EXERCISE MATERIAL: Begin
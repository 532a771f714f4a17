//! Dimension builders.
//!
//! Each builder projects one source table onto the columns of its warehouse
//! dimension. Surrogate keys are not produced here; the database assigns them
//! when the rows are appended.

use f1_common::has_column;
use f1_model::columns;
use f1_model::source_columns::{
    CIRCUIT_ID, CIRCUIT_NAME, CODE, CONSTRUCTOR_ID, CONSTRUCTOR_NAME, COUNTRY, DATE,
    DATE_OF_BIRTH, DRIVER_ID, FAMILY_NAME, GIVEN_NAME, NATIONALITY, RACE_ID, RACE_NAME, ROUND,
    SEASON, STATUS, STATUS_ID,
};
use f1_model::{Dimension, SourceFile};
use polars::prelude::*;
use tracing::debug;

use crate::columns::{self as work, require_columns};
use crate::error::Result;
use crate::race_id::synthesized_race_id;

/// Date layout used by the source export.
pub const DATE_FORMAT: &str = "%Y-%m-%d";

/// Parse a text column as a date; values that do not parse become null.
pub fn parse_date(expr: Expr) -> Expr {
    expr.cast(DataType::String).str().to_date(StrptimeOptions {
        format: Some(DATE_FORMAT.into()),
        strict: false,
        ..Default::default()
    })
}

/// Left join that keeps the row order of the left frame.
pub(crate) fn left_join_args() -> JoinArgs {
    JoinArgs {
        maintain_order: MaintainOrderJoin::Left,
        ..JoinArgs::new(JoinType::Left)
    }
}

/// The four dimension frames of one run, ready to append.
#[derive(Debug, Clone)]
pub struct DimensionFrames {
    pub drivers: DataFrame,
    pub constructors: DataFrame,
    pub status: DataFrame,
    pub races: DataFrame,
}

impl DimensionFrames {
    pub fn get(&self, dimension: Dimension) -> &DataFrame {
        match dimension {
            Dimension::Drivers => &self.drivers,
            Dimension::Constructors => &self.constructors,
            Dimension::Status => &self.status,
            Dimension::Races => &self.races,
        }
    }
}

/// Build all four dimensions.
pub fn build_dimensions(
    drivers: &DataFrame,
    constructors: &DataFrame,
    status: &DataFrame,
    races: &DataFrame,
    circuits: &DataFrame,
) -> Result<DimensionFrames> {
    let frames = DimensionFrames {
        drivers: build_dim_drivers(drivers)?,
        constructors: build_dim_constructors(constructors)?,
        status: build_dim_status(status)?,
        races: build_dim_races(races, circuits)?,
    };
    for dimension in Dimension::ALL {
        debug!(
            table = dimension.table().name,
            rows = frames.get(dimension).height(),
            "dimension built"
        );
    }
    Ok(frames)
}

/// `driver_id, full_name, driver_code, nationality, date_of_birth`.
///
/// `full_name` is the given and family names joined by one space; it is null
/// when either part is null.
pub fn build_dim_drivers(drivers: &DataFrame) -> Result<DataFrame> {
    let source = SourceFile::Drivers;
    require_columns(drivers, source.table_name(), source.required_columns())?;

    let frame = drivers
        .clone()
        .lazy()
        .select([
            col(DRIVER_ID).alias(columns::DRIVER_ID),
            concat_str([col(GIVEN_NAME), col(FAMILY_NAME)], " ", false)
                .alias(columns::FULL_NAME),
            col(CODE).alias(columns::DRIVER_CODE),
            col(NATIONALITY).alias(columns::NATIONALITY),
            parse_date(col(DATE_OF_BIRTH)).alias(columns::DATE_OF_BIRTH),
        ])
        .collect()?;
    Ok(frame)
}

/// `constructor_id, constructor_name, nationality`.
pub fn build_dim_constructors(constructors: &DataFrame) -> Result<DataFrame> {
    let source = SourceFile::Constructors;
    require_columns(constructors, source.table_name(), source.required_columns())?;

    let frame = constructors
        .clone()
        .lazy()
        .select([
            col(CONSTRUCTOR_ID).alias(columns::CONSTRUCTOR_ID),
            col(CONSTRUCTOR_NAME).alias(columns::CONSTRUCTOR_NAME),
            col(NATIONALITY).alias(columns::NATIONALITY),
        ])
        .collect()?;
    Ok(frame)
}

/// `status_id, status_description`.
pub fn build_dim_status(status: &DataFrame) -> Result<DataFrame> {
    let source = SourceFile::Status;
    require_columns(status, source.table_name(), source.required_columns())?;

    let frame = status
        .clone()
        .lazy()
        .select([
            col(STATUS_ID).alias(columns::STATUS_ID),
            col(STATUS).alias(columns::STATUS_DESCRIPTION),
        ])
        .collect()?;
    Ok(frame)
}

/// `race_id, race_name, season, round, race_date, circuit_name, circuit_country`.
///
/// Races are left-joined to circuits on `circuitId`, so a race with an
/// unknown circuit keeps its row with null circuit attributes. A
/// `circuitName` column in the races file takes precedence over the one from
/// circuits. Without a `raceId` column every race gets `season * 1000 + round`.
pub fn build_dim_races(races: &DataFrame, circuits: &DataFrame) -> Result<DataFrame> {
    require_columns(
        races,
        SourceFile::Races.table_name(),
        SourceFile::Races.required_columns(),
    )?;
    require_columns(
        circuits,
        SourceFile::Circuits.table_name(),
        SourceFile::Circuits.required_columns(),
    )?;

    let circuit_attributes = circuits.clone().lazy().select([
        col(CIRCUIT_ID).cast(DataType::String),
        col(CIRCUIT_NAME).alias(work::CIRCUIT_NAME),
        col(COUNTRY).alias(work::CIRCUIT_COUNTRY),
    ]);

    let race_id = if has_column(races, RACE_ID) {
        col(RACE_ID)
    } else {
        synthesized_race_id(col(SEASON), col(ROUND))
    };
    let circuit_name = if has_column(races, CIRCUIT_NAME) {
        col(CIRCUIT_NAME)
    } else {
        col(work::CIRCUIT_NAME)
    };

    let frame = races
        .clone()
        .lazy()
        .join(
            circuit_attributes,
            [col(CIRCUIT_ID).cast(DataType::String)],
            [col(CIRCUIT_ID)],
            left_join_args(),
        )
        .select([
            race_id.alias(columns::RACE_ID),
            col(RACE_NAME).alias(columns::RACE_NAME),
            col(SEASON).cast(DataType::Int64).alias(columns::SEASON),
            col(ROUND).cast(DataType::Int64).alias(columns::ROUND),
            parse_date(col(DATE)).alias(columns::RACE_DATE),
            circuit_name.alias(columns::CIRCUIT_NAME),
            col(work::CIRCUIT_COUNTRY).alias(columns::CIRCUIT_COUNTRY),
        ])
        .collect()?;
    Ok(frame)
}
EXERCISE MATERIAL: End
TASK STATEMENT :: Look through the records above for the string "Result", then copy every line that has it.

SOLVED PROBLEM ::
use crate::error::Result;
) -> Result<DimensionFrames> {
pub fn build_dim_drivers(drivers: &DataFrame) -> Result<DataFrame> {
pub fn build_dim_constructors(constructors: &DataFrame) -> Result<DataFrame> {
pub fn build_dim_status(status: &DataFrame) -> Result<DataFrame> {
pub fn build_dim_races(races: &DataFrame, circuits: &DataFrame) -> Result<DataFrame> {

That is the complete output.